Ketika Lebih dari Tujuh Juta Orang Menganggur
/ Opini
Dibutuhkan pertumbuhan ekonomi berkualitas yang didominasi lapangan usaha dengan serapan tenaga kerja tinggi.
Anton A. Setyawan
Guru Besar Ilmu Manajemen FEB
Universitas Muhammadiyah Surakarta
Persis pada tanggal 5 Mei 2025, Badan Pusat Statistik (BPS) merilis data penurunan perekonomian Indonesia. Pertumbuhan ekonomi Indonesia pada triwulan I tahun 2025 mencapai 4,87 persen secara year on year (Y on Y). Apabila dibandingkan dengan triwulan IV tahun 2024 atau quarter to quarter (Q to Q) maka pertumbuhan ekonomi Indonesia mengalami kontraksi atau tumbuh negatif sebesar 0,98 persen.

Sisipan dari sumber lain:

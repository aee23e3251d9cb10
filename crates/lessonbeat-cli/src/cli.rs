//! CLI command definitions and argument parsing.

use clap::{Parser, Subcommand};
use lessonbeat_extractor::ExtractorBackend;
use std::path::PathBuf;

/// Lessonbeat - Harvest daily lesson plans from a document tree.
#[derive(Debug, Parser)]
#[command(name = "lessonbeat")]
#[command(version, about, long_about = None)]
pub struct Cli {
    /// Output format
    #[arg(short, long, value_enum, global = true, default_value = "json")]
    pub format: CliFormat,

    /// Disable colored output
    #[arg(long, global = true, env = "NO_COLOR")]
    pub no_color: bool,

    /// Configuration file path (default: ~/.lessonbeat/config.toml)
    #[arg(short, long, global = true, env = "LESSONBEAT_CONFIG")]
    pub config: Option<PathBuf>,

    #[command(subcommand)]
    pub command: Command,
}

/// Output format options.
#[derive(Debug, Clone, Copy, PartialEq, Eq, clap::ValueEnum)]
pub enum CliFormat {
    /// One JSON event per line (default)
    Json,
    /// Table format
    Table,
    /// Quiet format (filenames only)
    Quiet,
}

/// CLI commands.
#[derive(Debug, Subcommand)]
pub enum Command {
    /// Harvest continuously using the configuration file
    Run,

    /// Harvest a tree once and exit
    Scan(ScanArgs),

    /// Show the records parsed from a single document
    Inspect(InspectArgs),

    /// Manage the configuration file
    Config(ConfigArgs),
}

/// Arguments for the scan command.
#[derive(Debug, Parser)]
pub struct ScanArgs {
    /// Root of the document tree
    pub root: PathBuf,

    /// Only documents modified after this RFC 3339 time (default: all)
    #[arg(short, long)]
    pub since: Option<String>,

    /// File extension of candidate documents
    #[arg(short, long, default_value = "docx")]
    pub extension: String,

    /// Extraction backend
    #[arg(short, long, value_enum, default_value = "native")]
    pub backend: BackendArg,
}

/// Arguments for the inspect command.
#[derive(Debug, Parser)]
pub struct InspectArgs {
    /// Document to inspect
    pub file: PathBuf,

    /// Extraction backend
    #[arg(short, long, value_enum, default_value = "native")]
    pub backend: BackendArg,

    /// Print the extracted text instead of records
    #[arg(long)]
    pub raw: bool,
}

/// Arguments for configuration management.
#[derive(Debug, Parser)]
pub struct ConfigArgs {
    #[command(subcommand)]
    pub action: ConfigAction,
}

/// Configuration management actions.
#[derive(Debug, Subcommand)]
pub enum ConfigAction {
    /// Write a default configuration file
    Init {
        /// Root of the document tree
        #[arg(short, long)]
        root: PathBuf,

        /// Harvest existing documents on the first cycle
        #[arg(long)]
        scan_all: bool,

        /// Overwrite an existing file
        #[arg(long)]
        force: bool,
    },

    /// Print the effective configuration
    Show,

    /// Print the configuration file path
    Path,
}

/// Extraction backend argument.
#[derive(Debug, Clone, Copy, PartialEq, Eq, clap::ValueEnum)]
pub enum BackendArg {
    /// Read the container in-process
    Native,
    /// Pipe through unzip and sed
    Command,
}

impl From<BackendArg> for ExtractorBackend {
    fn from(backend: BackendArg) -> Self {
        match backend {
            BackendArg::Native => ExtractorBackend::Native,
            BackendArg::Command => ExtractorBackend::Command,
        }
    }
}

Sejumlah tiga lapangan usaha menjadi penyumbang kontraksi pertumbuhan Produk Domestik Bruto (PDB) triwulan I tahun 2025, yaitu jasa pendidikan yang tumbuh negatif 8,45 persen, pertambangan dan penggalian yang tumbuh negatif 7,42 persen, serta jasa kesehatan dan kegiatan sosial yang tumbuh negatif 6,97 persen.

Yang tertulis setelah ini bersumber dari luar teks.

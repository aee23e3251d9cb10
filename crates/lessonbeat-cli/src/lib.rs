//! Lessonbeat CLI library.
//!
//! This library provides the core functionality for the `lessonbeat` binary,
//! including configuration file management, command execution, and output formatting.

pub mod cli;
pub mod commands;
pub mod config;
pub mod error;
pub mod output;

pub use cli::{Cli, Command};
pub use error::{CliError, Result};
pub use output::Formatter;
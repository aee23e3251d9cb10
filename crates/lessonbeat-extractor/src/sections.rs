//! Marker-driven section scanner
//!
//! A lesson plan is a run of lines where some lines carry a section label
//! ("ESLRs:", "Biblical Integration:", ...). The scanner walks the lines once
//! with a two-state machine driven entirely by the [`SECTIONS`] table:
//!
//! ```text
//!            label(s)                      label(t), t ≠ s
//!   Idle ───────────────▶ Capturing(s) ─────────────────────▶ Capturing(t)
//!     ▲                        │  other line → push item
//!     └─── single-line label ──┘  blank line → ignored
//! ```
//!
//! Matching is ASCII case-insensitive on trimmed lines. A section whose label
//! never shows up simply stays empty.

use crate::matching::{contains_ignore_ascii_case, split_ignore_ascii_case, strip_prefix_ignore_ascii_case};
use lessonbeat_domain::SectionName;
use std::collections::BTreeMap;

/// How a section collects its items once its label is seen
#[derive(Debug, Clone, Copy, PartialEq, Eq)]
pub enum Capture {
    /// Only the label line itself; the remainder is split into names
    SingleLine,
    /// The label line may carry a `;`/`.` separated list, then a block follows
    InlineList,
    /// The remainder of the label line (if any) and every following line
    Block,
}

/// One row of the section table
#[derive(Debug, Clone, Copy)]
pub struct SectionSpec {
    /// Section this row describes
    pub name: SectionName,
    /// Accepted label spellings, matched as whole-word line prefixes
    pub labels: &'static [&'static str],
    /// Capture behavior after the label
    pub capture: Capture,
}

/// Section table for the daily lesson plan template, in template order
pub const SECTIONS: &[SectionSpec] = &[
    SectionSpec {
        name: SectionName::Teacher,
        labels: &["teacher/year level/course"],
        capture: Capture::SingleLine,
    },
    SectionSpec {
        name: SectionName::Outcomes,
        labels: &["eslrs", "eslr's", "eslr’s"],
        capture: Capture::InlineList,
    },
    SectionSpec {
        name: SectionName::EssentialQuestions,
        labels: &["essential questions"],
        capture: Capture::Block,
    },
    SectionSpec {
        name: SectionName::BiblicalIntegration,
        labels: &["biblical integration"],
        capture: Capture::Block,
    },
    SectionSpec {
        name: SectionName::UnitObjectives,
        labels: &["unit objectives"],
        capture: Capture::Block,
    },
    SectionSpec {
        name: SectionName::LessonObjectives,
        labels: &["lesson objectives"],
        capture: Capture::Block,
    },
];

/// Separators between teacher names, in order of preference
pub const TEACHER_SEPARATORS: &[&str] = &["&amp;", " and "];

/// Raw items per section, as they appeared in the document
///
/// Every section name is always present.
#[derive(Debug, Clone, PartialEq, Eq)]
pub struct Sections {
    items: BTreeMap<SectionName, Vec<String>>,
}

impl Sections {
    /// Empty sections for every name
    pub fn new() -> Self {
        Self {
            items: SectionName::ALL
                .into_iter()
                .map(|name| (name, Vec::new()))
                .collect(),
        }
    }

    /// Items of one section
    pub fn get(&self, name: SectionName) -> &[String] {
        self.items.get(&name).map(Vec::as_slice).unwrap_or(&[])
    }

    /// Take ownership of one section's items
    pub fn take(&mut self, name: SectionName) -> Vec<String> {
        self.items.get_mut(&name).map(std::mem::take).unwrap_or_default()
    }

    fn push(&mut self, name: SectionName, item: &str) {
        self.items.entry(name).or_default().push(item.to_string());
    }
}

impl Default for Sections {
    fn default() -> Self {
        Self::new()
    }
}

#[derive(Debug, Clone, Copy, PartialEq, Eq)]
enum State {
    Idle,
    Capturing(SectionName),
}

/// Slices plan text into sections using a [`SectionSpec`] table
#[derive(Debug, Clone, Copy)]
pub struct SectionScanner<'a> {
    specs: &'a [SectionSpec],
}

impl SectionScanner<'static> {
    /// Scanner over the built-in [`SECTIONS`] table
    pub fn new() -> Self {
        Self { specs: SECTIONS }
    }
}

impl Default for SectionScanner<'static> {
    fn default() -> Self {
        Self::new()
    }
}

impl<'a> SectionScanner<'a> {
    /// Scanner over a custom table (alternate template variants)
    pub fn with_specs(specs: &'a [SectionSpec]) -> Self {
        Self { specs }
    }

    /// Run the state machine over `lines`
    ///
    /// # Examples
    ///
    /// ```
    /// use lessonbeat_domain::SectionName;
    /// use lessonbeat_extractor::SectionScanner;
    ///
    /// let sections = SectionScanner::new().scan(["ESLRs:", "1. Serve others", "Unit Objectives: Fractions"]);
    /// assert_eq!(sections.get(SectionName::Outcomes), ["1. Serve others"]);
    /// assert_eq!(sections.get(SectionName::UnitObjectives), ["Fractions"]);
    /// ```
    pub fn scan<'l, I>(&self, lines: I) -> Sections
    where
        I: IntoIterator<Item = &'l str>,
    {
        let mut sections = Sections::new();
        let mut state = State::Idle;

        for raw in lines {
            let line = raw.trim();
            if line.is_empty() {
                continue;
            }

            // A label line ends whatever is being captured and is then
            // handled as the begin of its own section.
            if let Some((spec, remainder)) = self.match_label(line) {
                state = begin(spec, remainder, &mut sections);
                continue;
            }

            if let State::Capturing(name) = state {
                sections.push(name, line);
            }
        }

        sections
    }

    /// Convenience wrapper splitting `text` on newlines
    pub fn scan_text(&self, text: &str) -> Sections {
        self.scan(text.lines())
    }

    fn match_label<'l>(&self, line: &'l str) -> Option<(&SectionSpec, &'l str)> {
        self.specs.iter().find_map(|spec| {
            spec.labels
                .iter()
                .filter_map(|label| strip_prefix_ignore_ascii_case(line, label))
                .find(|remainder| !remainder.starts_with(char::is_alphanumeric))
                .map(|remainder| (spec, remainder))
        })
    }
}

/// Enter `spec`'s section with the rest of its label line
fn begin(spec: &SectionSpec, remainder: &str, sections: &mut Sections) -> State {
    let remainder = remainder
        .trim_start_matches(|c: char| c == ':' || c.is_whitespace())
        .trim_end();

    match spec.capture {
        Capture::SingleLine => {
            // Only the first label line of a plan counts.
            if sections.get(spec.name).is_empty() {
                for name in split_teachers(remainder) {
                    sections.push(spec.name, name);
                }
            }
            State::Idle
        }
        Capture::InlineList => {
            for fragment in split_inline_list(remainder) {
                sections.push(spec.name, fragment);
            }
            State::Capturing(spec.name)
        }
        Capture::Block => {
            if !remainder.is_empty() {
                sections.push(spec.name, remainder);
            }
            State::Capturing(spec.name)
        }
    }
}

/// Split an inline list on `;`, else `.`, else keep it whole
fn split_inline_list(remainder: &str) -> Vec<&str> {
    let separator = if remainder.contains(';') {
        ';'
    } else if remainder.contains('.') {
        '.'
    } else {
        return if remainder.is_empty() { Vec::new() } else { vec![remainder] };
    };

    remainder
        .split(separator)
        .map(|fragment| fragment.trim().trim_end_matches('.').trim_end())
        .filter(|fragment| !fragment.is_empty())
        .collect()
}

/// Split the teacher remainder into names
///
/// The course qualifier after the first `/` is dropped, names are separated
/// by the first matching [`TEACHER_SEPARATORS`] entry, and each name is cut at
/// the first `-` or `,` (role or honorific suffixes).
fn split_teachers(remainder: &str) -> Vec<&str> {
    let line = remainder.split('/').next().unwrap_or_default().trim();
    if line.is_empty() {
        return Vec::new();
    }

    let names = match TEACHER_SEPARATORS
        .iter()
        .find(|sep| contains_ignore_ascii_case(line, sep))
    {
        Some(sep) => split_ignore_ascii_case(line, sep),
        None => vec![line],
    };

    names
        .into_iter()
        .map(|name| name.split(['-', ',']).next().unwrap_or_default().trim())
        .filter(|name| !name.is_empty())
        .collect()
}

Dari sisi pengeluaran, tiga komponen menjadi penyumbang terbesar kontraksi pertumbuhan ekonomi triwulan I tahun 2025. Pertama, komponen pengeluaran konsumsi pemerintah (PKP) yang terkontraksi sebesar 39,89 persen. Kedua, komponen pembentukan modal tetap bruto (PMTB) mengalami kontraksi 7,40 persen. Ketiga, komponen ekspor barang dan jasa yang tumbuh negatif sebesar 6,11 persen.
Kontraksi pertumbuhan ekonomi pada triwulan I tahun 2025 berdampak pada peningkatan angka pengangguran terbuka. Pada bulan Februari 2025, jumlah penduduk yang tidak bekerja (angka pengangguran terbuka) sebanyak 7,28 juta orang atau 4,76 persen. Dibandingkan dengan bulan Februari 2024, jumlah pengangguran terbuka di Indonesia mengalami kenaikan sebesar 83,45 ribu orang atau 1,11 persen.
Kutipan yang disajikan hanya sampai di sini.